Provided material section start

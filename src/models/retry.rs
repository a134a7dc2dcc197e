use std::time::Duration;

use crate::config::Config;

/// Backoff settings for infrastructure calls (broker connects, store
/// writes). Message redelivery is governed by [`RetryPolicy`] instead.
#[derive(Debug, Clone)]
pub struct RetryConfig {
    pub max_attempts: u32,
    pub initial_delay_ms: u64,
    pub max_delay_ms: u64,
    pub backoff_multiplier: u64,
}

impl RetryConfig {
    /// Startup connections retry up to 10 times before the process exits.
    pub fn startup() -> Self {
        Self {
            max_attempts: 10,
            initial_delay_ms: 1_000,
            max_delay_ms: 30_000,
            backoff_multiplier: 2,
        }
    }

    pub fn store_writes() -> Self {
        Self {
            max_attempts: 3,
            initial_delay_ms: 200,
            max_delay_ms: 2_000,
            backoff_multiplier: 2,
        }
    }
}

/// Redelivery policy for queue messages: `base · 2^retryCount` capped at
/// `max_delay_ms`, with at most `max_retries` redeliveries per message.
#[derive(Debug, Clone, Copy)]
pub struct RetryPolicy {
    pub max_retries: u32,
    pub base_delay_ms: u64,
    pub max_delay_ms: u64,
}

impl RetryPolicy {
    pub fn from_config(config: &Config) -> Self {
        Self {
            max_retries: config.max_retries,
            base_delay_ms: config.retry_base_ms,
            max_delay_ms: config.retry_max_ms,
        }
    }

    pub fn can_retry(&self, retry_count: u32) -> bool {
        retry_count < self.max_retries
    }

    pub fn backoff_delay(&self, retry_count: u32) -> Duration {
        let factor = 1u64.checked_shl(retry_count).unwrap_or(u64::MAX);
        let delay_ms = self
            .base_delay_ms
            .saturating_mul(factor)
            .min(self.max_delay_ms);
        Duration::from_millis(delay_ms)
    }
}
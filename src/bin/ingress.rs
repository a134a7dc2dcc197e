use anyhow::{Error, Result};
use tracing_subscriber::EnvFilter;

use notification_service::api::{run_api_server, AppState};
use notification_service::clients::rate_limiter::RateLimiter;
use notification_service::clients::rbmq::RabbitMqClient;
use notification_service::clients::redis::RedisClient;
use notification_service::config::Config;

#[tokio::main]
async fn main() -> Result<(), Error> {
    tracing_subscriber::fmt()
        .with_env_filter(EnvFilter::try_from_default_env().unwrap_or_else(|_| {
            EnvFilter::new("notification_service=info,ingress=info,tower_http=info")
        }))
        .init();

    let config = Config::load()?;

    tracing::info!(environment = ?config.node_env, "Starting notification ingress");

    let redis = RedisClient::connect(&config).await?;
    let broker = RabbitMqClient::connect(&config).await?;
    let limiter = RateLimiter::new(redis.connection(), &config);

    let state = AppState {
        config,
        broker,
        redis,
        limiter,
    };

    run_api_server(state).await
}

Provided material section end

Which lines of the entries above contain the string "impl"? Copy each one.

impl RetryConfig {
impl RetryPolicy {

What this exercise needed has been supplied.